Don't forget The Forge, a great place to find off the beaten path games.
Oh, and, of course, Troll Lord games for those of us in the "get off my lawn" demographic.
If your cheap, you can wait a year until Free RPG Day
Of course, me? I prefer boardgames. (and card games).
"MIT betrayed all of its basic principles."
1) A young naive protagonist who is resourceful and scrappy but not particularly strong.
2) gets caught up in a fight against an evil (organization, company, religion, empire, conspiracy)
3) requiring him to leave his small village
4) and gradually explore parts of the world on a linear path
5) until he eventually gets free roaming of the entire world
6) and eventually goes to visit outer space or time shift
7) on the way to fight the proto enemy, who turns out not be the real enemy
8) and eventually reaches the real, final enemy
What you just described there is referred to by mythologists as the Hero's Journey and can be found in everything from Gilgamesh to Star Wars.
Give me Classic Slashdot or give me death!
I think the difference being mentioned between nethack and 'grinding' is probably that (and nethack excluded) most games are simply too damn easy nowadays.
I know by being a gamer since 88' or so I must have a lot more developed skills and such --- but -- really... I put games on the hardest levels and almost never die or 'restart' or whatever the form of LOSS is that happens in games.
Games are just too damn easy. Mario for NES was hard and took work. Anyone remember Abadox? Or Battletoads? Most games were much harder.
But at present, games have all these things to tell you exactly where to go, a million places to save (if not at any damn point), and a hundred other incentives to basically always keep you going. And then, without the challenge, people are just not as excited by games and in this case, the work of the game in many RPGs has simply been reduced to a 'grind'.
On the new Prince of Persia, you can't make the mistake of falling off a cliff... some magic chick comes and pulls you up EVERY SINGLE TIME. YOU CAN"T LOSE! To me, that's boring.
I'm guessing somewhere in the business/marketing/sales department, richer gaming companies have figured out that permitting noobs to continually succeed generates more sales... Who knows... That has basically been my assumption as I've seen game sales climb while the net difficulty dropping significantly...
I guess my point is that easiness/laziness seems to sell more games, and even if it gets boring, it probably outsells equivalent games that carry challenge and accomplishment. Hell, much of the reason of the MMORPG is to fulfill the lack of accomplishment in our mediocre reality by becoming doctors and architects with only a week's worth of effort... We grind through university, quickly forgetting why we took ethics and US History --- and all the important material we were required to learn. .................

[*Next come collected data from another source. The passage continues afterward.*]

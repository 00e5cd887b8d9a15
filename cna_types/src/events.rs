//! CNA call records and contiguous blocks.

use serde::{Deserialize, Serialize};
use std::fmt;

/// Direction of a copy-number call.
#[derive(Debug, Clone, Copy, PartialEq, Eq, Hash, Serialize, Deserialize)]
pub enum CnaLabel {
    /// Copy-number gain (z-score above threshold).
    Gain,
    /// Copy-number loss (z-score below negative threshold).
    Loss,
}

impl fmt::Display for CnaLabel {
    fn fmt(&self, f: &mut fmt::Formatter<'_>) -> fmt::Result {
        match self {
            CnaLabel::Gain => f.write_str("gain"),
            CnaLabel::Loss => f.write_str("loss"),
        }
    }
}

/// One called (cell, gene) pair with the gene's genomic coordinates.
///
/// `gene` is the column index into the original annotation table, not the
/// position-sorted subset the call matrices are laid out in.
#[derive(Debug, Clone, PartialEq, Eq, Serialize, Deserialize)]
pub struct CnaEvent {
    /// Cell (matrix row) index.
    pub cell: usize,
    /// Gene (original matrix column) index.
    pub gene: usize,
    /// Chromosome of the called gene.
    pub chrom: String,
    /// Gene start coordinate.
    pub start: i64,
    /// Gene end coordinate.
    pub end: i64,
    /// Call direction.
    pub label: CnaLabel,
}

/// A run of same-direction events for one cell on one chromosome whose
/// genomic intervals abut with no gap.
#[derive(Debug, Clone, PartialEq, Eq, Serialize, Deserialize)]
pub struct CnaBlock {
    /// Member events, in (cell, chrom, start) order. Never empty.
    pub events: Vec<CnaEvent>,
}

impl CnaBlock {
    /// Number of events in the block.
    pub fn len(&self) -> usize {
        self.events.len()
    }

    /// True if the block holds no events. Grouping never produces one.
    pub fn is_empty(&self) -> bool {
        self.events.is_empty()
    }

    /// Cell index shared by all member events.
    pub fn cell(&self) -> Option<usize> {
        self.events.first().map(|e| e.cell)
    }

    /// Chromosome shared by all member events.
    pub fn chrom(&self) -> Option<&str> {
        self.events.first().map(|e| e.chrom.as_str())
    }

    /// Start of the first interval in the block.
    pub fn start(&self) -> Option<i64> {
        self.events.first().map(|e| e.start)
    }

    /// End of the last interval in the block.
    pub fn end(&self) -> Option<i64> {
        self.events.last().map(|e| e.end)
    }
}

/// Terminal pipeline output: grouped blocks plus the flat event tables.
#[derive(Debug, Clone, Default, PartialEq, Eq, Serialize, Deserialize)]
pub struct CnaReport {
    /// Contiguous gain blocks.
    pub gain_blocks: Vec<CnaBlock>,
    /// Contiguous loss blocks.
    pub loss_blocks: Vec<CnaBlock>,
    /// Flat gain events, in flatten order.
    pub gain_events: Vec<CnaEvent>,
    /// Flat loss events, in flatten order.
    pub loss_events: Vec<CnaEvent>,
}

Anyway.. Games are too damn easy now. I just read some article where nintendo is setting up to actually put the game on auto-pilot and have it play FOR you. .... :/ (no comment). It would be nice to be challenged/pushed. Many of us are begging for it, but multiplayer competition is pretty much the only place where we can find it. Game Dev's themselves are pandering to the weak for quick cash -- no wonder the real work is being generated in competition communities.